[Saved data entries]
-------------------------
//! `http.json`.

use std::collections::HashMap;
use std::sync::Arc;
use std::time::Duration;

use async_trait::async_trait;
use reqwest::{Client, Method};
use serde::{Deserialize, Serialize};
use tracing::debug;
use url::Url;

use aether_protocols::{ActionError, HandlerContext, TaskHandler};

/// Outbound HTTP policy.
#[derive(Debug, Clone)]
pub struct HttpPolicy {
    allowed_domains: Vec<String>,
    timeout_cap_s: u64,
}

impl HttpPolicy {
    pub fn new(allowed_domains: Vec<String>, timeout_cap_s: u64) -> Self {
        Self {
            allowed_domains: allowed_domains
                .into_iter()
                .map(|d| d.trim().to_ascii_lowercase())
                .collect(),
            timeout_cap_s,
        }
    }

    /// Check the URL against the allowlist.
    ///
    /// An entry matches either the bare host or `host:port`.
    pub fn check(&self, raw_url: &str) -> Result<Url, ActionError> {
        if self.allowed_domains.is_empty() {
            return Err(ActionError::Policy(
                "HTTP blocked by policy (no allowed domains set)".to_string(),
            ));
        }

        let url = Url::parse(raw_url)
            .map_err(|_| ActionError::Policy(format!("HTTP URL not allowed: {}", raw_url)))?;
        if !matches!(url.scheme(), "http" | "https") {
            return Err(ActionError::Policy(format!(
                "HTTP scheme not allowed: {}",
                url.scheme()
            )));
        }

        let host = url.host_str().unwrap_or_default().to_ascii_lowercase();
        let host_port = match url.port() {
            Some(port) => format!("{}:{}", host, port),
            None => host.clone(),
        };
        let allowed = self
            .allowed_domains
            .iter()
            .any(|d| *d == host || *d == host_port);
        if !allowed {
            return Err(ActionError::Policy(format!("HTTP domain not allowed: {}", host)));
        }
        Ok(url)
    }

    /// Effective timeout for a requested budget.
    pub fn effective_timeout(&self, timeout_s: u64) -> Duration {
        Duration::from_secs(timeout_s.min(self.timeout_cap_s).max(1))
    }
}

#[derive(Debug, Clone, PartialEq, Serialize, Deserialize)]
pub struct HttpResult {
    pub ok: bool,
    pub status: u16,
    #[serde(skip_serializing_if = "Option::is_none")]
    pub json: Option<serde_json::Value>,
    #[serde(skip_serializing_if = "Option::is_none")]
    pub text: Option<String>,
}

/// HTTP adapter holding a shared client.
pub struct HttpActions {
    client: Client,
    policy: HttpPolicy,
}

impl HttpActions {
    pub fn new(policy: HttpPolicy, user_agent: &str) -> Result<Self, ActionError> {
        let client = Client::builder()
            .user_agent(user_agent)
            .build()
            .map_err(|e| ActionError::ExecutionFailed(format!("HTTP client: {}", e)))?;
        Ok(Self { client, policy })
    }

    pub fn policy(&self) -> &HttpPolicy {
        &self.policy
    }

    /// Perform a JSON request to an allow-listed host.
    ///
    /// JSON responses (by content type) are parsed; anything else comes back
    /// as text. Transport failures and error statuses are retryable faults.
    pub async fn http_json(
        &self,
        url: &str,
        method: &str,
        headers: &HashMap<String, String>,
        body: Option<&serde_json::Value>,
        timeout_s: u64,
    ) -> Result<HttpResult, ActionError> {
        let url = self.policy.check(url)?;

        let method = match method.to_ascii_uppercase().as_str() {
            "GET" => Method::GET,
            "POST" => Method::POST,
            "PUT" => Method::PUT,
            "PATCH" => Method::PATCH,
            "DELETE" => Method::DELETE,
            "HEAD" => Method::HEAD,
            other => {
                return Err(ActionError::InvalidPayload(format!(
                    "Unsupported method: {}",
                    other
                )));
            }
        };

        let mut request = self
            .client
            .request(method.clone(), url.clone())
            .timeout(self.policy.effective_timeout(timeout_s));
        for (key, value) in headers {
            request = request.header(key.as_str(), value.as_str());
        }
        if let Some(body) = body {
            request = request.json(body);
        }

        debug!(%method, url = %url, "HTTP request");
        let response = request
            .send()
            .await
            .map_err(|e| ActionError::ExecutionFailed(format!("Request failed: {}", e)))?;

        let status = response.status();
        if status.is_client_error() || status.is_server_error() {
            return Err(ActionError::ExecutionFailed(format!(
                "HTTP {} from {}",
                status.as_u16(),
                url
            )));
        }

        let is_json = response
            .headers()
            .get(reqwest::header::CONTENT_TYPE)
            .and_then(|v| v.to_str().ok())
            .is_some_and(|ct| ct.contains("application/json"));

        let bytes = response
            .bytes()
            .await
            .map_err(|e| ActionError::ExecutionFailed(format!("Failed to read body: {}", e)))?;

        let (json, text) = if is_json && !bytes.is_empty() {
            let value = serde_json::from_slice(&bytes)
                .map_err(|e| ActionError::ExecutionFailed(format!("Invalid JSON body: {}", e)))?;
            (Some(value), None)
        } else {
            (None, Some(String::from_utf8_lossy(&bytes).into_owned()))
        };

        Ok(HttpResult {
            ok: true,
            status: status.as_u16(),
            json,
            text,
        })
    }
}

#[derive(Debug, Deserialize)]
struct HttpJsonParams {
    url: String,
    #[serde(default = "default_method")]
    method: String,
    #[serde(default)]
    headers: HashMap<String, String>,
    #[serde(default)]
    body: Option<serde_json::Value>,
}

fn default_method() -> String {
    "GET".to_string()
}

/// Task handler for `http.json`.
pub struct HttpJsonHandler {
    actions: Arc<HttpActions>,
}

impl HttpJsonHandler {
    pub fn new(actions: Arc<HttpActions>) -> Self {
        Self { actions }
    }
}

#[async_trait]
impl TaskHandler for HttpJsonHandler {
    fn task_type(&self) -> &str {
        "http.json"
    }

    async fn handle(
        &self,
        payload: serde_json::Value,
        ctx: HandlerContext,
    ) -> Result<serde_json::Value, ActionError> {
        let params: HttpJsonParams = serde_json::from_value(payload)
            .map_err(|e| ActionError::InvalidPayload(e.to_string()))?;

        let result = self
            .actions
            .http_json(
                &params.url,
                &params.method,
                &params.headers,
                params.body.as_ref(),
                ctx.timeout_s,
            )
            .await?;

        serde_json::to_value(&result).map_err(|e| ActionError::ExecutionFailed(e.to_string()))
    }
}

#[cfg(test)]
#[path = "http_json_tests.rs"]
mod tests;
-------------------------
Task item
Among the lines above, list those that contain the word "body".

Task solution
        body: Option<&serde_json::Value>,
        if let Some(body) = body {
            request = request.json(body);
            .map_err(|e| ActionError::ExecutionFailed(format!("Failed to read body: {}", e)))?;
                .map_err(|e| ActionError::ExecutionFailed(format!("Invalid JSON body: {}", e)))?;
    body: Option<serde_json::Value>,
                params.body.as_ref(),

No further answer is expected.